Highlights from the analysis by TheStreet Ratings Team goes as follows:
- CVRR's revenue growth has slightly outpaced the industry average of 3.2%. Since the same quarter one year prior, revenues slightly increased by 4.5%. This growth in revenue does not appear to have trickled down to the company's bottom line, displayed by a decline in earnings per share.

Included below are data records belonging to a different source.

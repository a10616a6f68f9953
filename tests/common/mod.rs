//! Scripted in-memory device shared by the integration tests.

#![allow(dead_code)]

use std::collections::{HashMap, VecDeque};
use std::sync::Mutex;
use std::sync::atomic::{AtomicBool, AtomicU64, Ordering};

use async_trait::async_trait;
use hal_jobs::{BatchId, Device, HalError, HalResult, JobDescriptor, JobId, SubmitProgram};
use serde_json::Value;

/// Plays back scripted status sequences; the last entry repeats forever.
#[derive(Default)]
pub struct ScriptedDevice {
    job_statuses: Mutex<HashMap<String, VecDeque<String>>>,
    batch_statuses: Mutex<VecDeque<String>>,
    batch_jobs: Mutex<Vec<JobDescriptor>>,
    payloads: Mutex<HashMap<String, Value>>,
    calls: Mutex<Vec<String>>,
    next_id: AtomicU64,
    pub fail_activate: AtomicBool,
    pub fail_close: AtomicBool,
}

fn advance(queue: &mut VecDeque<String>) -> Option<String> {
    if queue.len() > 1 {
        queue.pop_front()
    } else {
        queue.front().cloned()
    }
}

impl ScriptedDevice {
    pub fn new() -> Self {
        Self::default()
    }

    pub fn script_job(&self, job_id: &str, statuses: &[&str], payload: Value) {
        self.job_statuses.lock().unwrap().insert(
            job_id.to_string(),
            statuses.iter().map(|s| s.to_string()).collect(),
        );
        self.payloads
            .lock()
            .unwrap()
            .insert(job_id.to_string(), payload);
    }

    pub fn script_batch(&self, statuses: &[&str], jobs: Vec<JobDescriptor>) {
        *self.batch_statuses.lock().unwrap() = statuses.iter().map(|s| s.to_string()).collect();
        *self.batch_jobs.lock().unwrap() = jobs;
    }

    pub fn calls_to(&self, method: &str) -> usize {
        self.calls
            .lock()
            .unwrap()
            .iter()
            .filter(|call| call.split(':').next() == Some(method))
            .count()
    }

    fn record(&self, method: &str, target: impl std::fmt::Display) {
        self.calls.lock().unwrap().push(format!("{method}:{target}"));
    }
}

#[async_trait]
impl Device for ScriptedDevice {
    fn id(&self) -> &str {
        "scripted"
    }

    async fn get_job_status(&self, job_id: &JobId) -> HalResult<String> {
        self.record("get_job_status", job_id);
        let mut statuses = self.job_statuses.lock().unwrap();
        statuses
            .get_mut(&job_id.0)
            .and_then(advance)
            .ok_or_else(|| HalError::JobNotFound(job_id.0.clone()))
    }

    async fn get_raw_result(&self, job_id: &JobId) -> HalResult<Value> {
        self.record("get_raw_result", job_id);
        self.payloads
            .lock()
            .unwrap()
            .get(&job_id.0)
            .cloned()
            .ok_or_else(|| HalError::JobNotFound(job_id.0.clone()))
    }

    async fn cancel_job(&self, job_id: &JobId) -> HalResult<()> {
        self.record("cancel_job", job_id);
        Ok(())
    }

    async fn create_batch(&self, max_timeout_secs: u64) -> HalResult<BatchId> {
        self.record("create_batch", max_timeout_secs);
        Ok(BatchId::new("batch-1"))
    }

    async fn activate_batch(&self, batch_id: &BatchId) -> HalResult<()> {
        self.record("activate_batch", batch_id);
        if self.fail_activate.load(Ordering::SeqCst) {
            return Err(HalError::BackendUnavailable("maintenance".into()));
        }
        Ok(())
    }

    async fn close_batch(&self, batch_id: &BatchId) -> HalResult<()> {
        self.record("close_batch", batch_id);
        if self.fail_close.load(Ordering::SeqCst) {
            return Err(HalError::Backend("close rejected".into()));
        }
        Ok(())
    }

    async fn get_batch_status(&self, batch_id: &BatchId) -> HalResult<String> {
        self.record("get_batch_status", batch_id);
        advance(&mut self.batch_statuses.lock().unwrap())
            .ok_or_else(|| HalError::Backend("no batch status scripted".into()))
    }

    async fn get_batch_jobs(&self, batch_id: &BatchId) -> HalResult<Vec<JobDescriptor>> {
        self.record("get_batch_jobs", batch_id);
        Ok(self.batch_jobs.lock().unwrap().clone())
    }

    async fn cancel_batch(&self, batch_id: &BatchId) -> HalResult<()> {
        self.record("cancel_batch", batch_id);
        Ok(())
    }
}

#[async_trait]
impl SubmitProgram<String> for ScriptedDevice {
    async fn submit(&self, program: &String, _shots: u32) -> HalResult<JobId> {
        let n = self.next_id.fetch_add(1, Ordering::SeqCst) + 1;
        let id = format!("job-{n}");
        self.record("submit", program);
        Ok(JobId::new(id))
    }
}
/// Divide every count by its distribution's total.
///
/// A distribution with zero total shots converts to an empty one.
pub fn counts_to_probabilities(counts: &CountsData<u64>) -> CountsData<f64> {
    match counts {
        CountsData::Single(d) => CountsData::Single(single_to_probabilities(d)),
        CountsData::Batch(batch) => {
            CountsData::Batch(batch.iter().map(single_to_probabilities).collect())
        }
    }
}

fn is_close(a: f64, b: f64, rel_tol: f64) -> bool {
    (a - b).abs() <= rel_tol * a.abs().max(b.abs())
}

/// Apportion `shots` over a probability distribution.
///
/// Each state first receives `round(p * shots)` (ties to even). The
/// remainder is then handed out one shot at a time, visiting states by
/// descending probability (ties by ascending key), until the counts sum to
/// exactly `shots`.
///
/// # Errors
///
/// `InvalidValue` if a probability lies outside `[0, 1]`, if `shots` is
/// negative, or if shots must be placed on an empty distribution. A
/// distribution that does not sum to one only logs a warning.
#[allow(clippy::cast_precision_loss, clippy::cast_possible_truncation)]
pub fn distribute_counts<K>(probs: &BTreeMap<K, f64>, shots: i64) -> HalResult<BTreeMap<K, u64>>
where
    K: Ord + Clone + fmt::Debug,
{
    let total: f64 = probs.values().sum();
    if !is_close(total, 1.0, PROBABILITY_SUM_TOLERANCE) {
        warn!("probabilities sum to {total}, expected 1.0");
    }
    if let Some((state, p)) = probs.iter().find(|(_, p)| !(0.0..=1.0).contains(*p)) {
        return Err(HalError::InvalidValue(format!(
            "probability {p} for state {state:?} is outside [0, 1]"
        )));
    }
    if shots < 0 {
        return Err(HalError::InvalidValue(format!(
            "shots must be non-negative, got {shots}"
        )));
    }
    if probs.is_empty() {
        return if shots == 0 {
            Ok(BTreeMap::new())
        } else {
            Err(HalError::InvalidValue(format!(
                "cannot distribute {shots} shots over an empty distribution"
            )))
        };
    }

    let mut allocation: Vec<(K, f64, i64)> = probs
        .iter()
        .map(|(k, &p)| (k.clone(), p, (p * shots as f64).round_ties_even() as i64))
        .collect();
    let mut diff = shots - allocation.iter().map(|(_, _, c)| c).sum::<i64>();

    allocation.sort_by(|a, b| b.1.total_cmp(&a.1));
    while diff != 0 {
        for (_, _, count) in &mut allocation {
            if diff > 0 {
                *count += 1;
                diff -= 1;
            } else if diff < 0 && *count > 0 {
                *count -= 1;
                diff += 1;
            } else if diff == 0 {
                break;
            }
        }
    }

    Ok(allocation
        .into_iter()
        .map(|(k, _, c)| (k, u64::try_from(c).unwrap_or_default()))
        .collect())
}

- The current debt-to-equity ratio, 0.34, is low and is below the industry average, implying that there has been successful management of debt levels. Along with the favorable debt-to-equity ratio, the company maintains an adequate quick ratio of 1.42, which illustrates the ability to avoid short-term cash problems.
- Net operating cash flow has slightly increased to $258.20 million or 7.78% when compared to the same quarter last year. Despite an increase in cash flow, CVR REFINING LP's average is still marginally south of the industry average growth rate of 17.51%.
- Reflecting the weaknesses we have cited, including the decline in the company's earnings per share, CVRR has underperformed the S&P 500 Index, declining 11.70% from its price level of one year ago. The fact that the stock is now selling for less than others in its industry in relation to its current earnings is not reason enough to justify a buy rating at this time.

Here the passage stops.